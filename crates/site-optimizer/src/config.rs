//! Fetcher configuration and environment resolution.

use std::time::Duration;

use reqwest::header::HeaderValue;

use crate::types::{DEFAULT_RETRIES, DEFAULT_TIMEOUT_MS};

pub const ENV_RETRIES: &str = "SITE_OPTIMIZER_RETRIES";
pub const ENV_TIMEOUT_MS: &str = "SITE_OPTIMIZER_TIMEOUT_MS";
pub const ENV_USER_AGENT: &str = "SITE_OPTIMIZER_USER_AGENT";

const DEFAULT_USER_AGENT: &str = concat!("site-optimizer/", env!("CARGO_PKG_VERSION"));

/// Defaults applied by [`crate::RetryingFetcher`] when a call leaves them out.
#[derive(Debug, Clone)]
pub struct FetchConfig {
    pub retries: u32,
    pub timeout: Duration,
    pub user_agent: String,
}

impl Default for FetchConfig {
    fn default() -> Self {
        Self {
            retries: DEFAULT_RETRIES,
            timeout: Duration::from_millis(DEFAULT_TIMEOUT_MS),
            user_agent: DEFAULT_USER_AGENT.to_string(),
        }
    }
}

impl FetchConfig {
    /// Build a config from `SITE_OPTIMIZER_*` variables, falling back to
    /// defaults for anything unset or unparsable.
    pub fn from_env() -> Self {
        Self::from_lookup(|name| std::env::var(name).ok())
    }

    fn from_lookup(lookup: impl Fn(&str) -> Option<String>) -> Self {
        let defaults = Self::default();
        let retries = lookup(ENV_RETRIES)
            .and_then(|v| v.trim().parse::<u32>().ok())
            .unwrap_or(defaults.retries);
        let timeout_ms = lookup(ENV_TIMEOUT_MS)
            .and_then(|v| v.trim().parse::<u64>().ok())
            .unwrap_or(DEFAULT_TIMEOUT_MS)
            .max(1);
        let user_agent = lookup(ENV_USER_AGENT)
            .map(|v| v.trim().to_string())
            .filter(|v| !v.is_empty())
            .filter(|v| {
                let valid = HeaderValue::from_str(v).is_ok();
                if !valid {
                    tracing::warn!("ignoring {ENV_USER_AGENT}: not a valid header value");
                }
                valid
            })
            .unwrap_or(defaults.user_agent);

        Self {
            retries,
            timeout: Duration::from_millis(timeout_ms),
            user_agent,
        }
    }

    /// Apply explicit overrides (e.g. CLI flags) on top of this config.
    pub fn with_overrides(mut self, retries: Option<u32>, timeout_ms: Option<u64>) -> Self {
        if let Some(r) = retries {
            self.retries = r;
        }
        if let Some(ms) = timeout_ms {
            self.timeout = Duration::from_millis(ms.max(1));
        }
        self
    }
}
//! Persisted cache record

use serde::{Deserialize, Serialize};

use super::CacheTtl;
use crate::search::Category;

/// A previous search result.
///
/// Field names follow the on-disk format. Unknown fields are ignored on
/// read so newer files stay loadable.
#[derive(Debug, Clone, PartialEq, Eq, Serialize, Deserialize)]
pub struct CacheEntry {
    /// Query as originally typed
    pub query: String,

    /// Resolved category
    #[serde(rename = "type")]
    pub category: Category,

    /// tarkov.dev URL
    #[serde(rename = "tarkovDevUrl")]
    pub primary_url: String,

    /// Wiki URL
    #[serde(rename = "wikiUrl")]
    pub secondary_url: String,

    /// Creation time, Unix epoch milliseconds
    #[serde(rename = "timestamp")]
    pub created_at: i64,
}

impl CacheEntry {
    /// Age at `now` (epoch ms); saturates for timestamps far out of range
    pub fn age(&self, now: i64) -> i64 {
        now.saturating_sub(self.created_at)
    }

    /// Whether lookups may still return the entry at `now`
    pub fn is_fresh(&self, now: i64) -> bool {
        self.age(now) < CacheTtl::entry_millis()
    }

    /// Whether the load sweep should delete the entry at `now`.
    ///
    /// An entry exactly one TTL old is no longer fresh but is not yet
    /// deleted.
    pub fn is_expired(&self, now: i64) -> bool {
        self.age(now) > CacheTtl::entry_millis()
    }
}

-=-=-

**What is being asked**. All that is needed is the line containing "pub fn is_expired(&self, now: i64)" and each line after it to the end of the data above, set down exactly.

**Problem solution**.
    pub fn is_expired(&self, now: i64) -> bool {
        self.age(now) > CacheTtl::entry_millis()
    }
}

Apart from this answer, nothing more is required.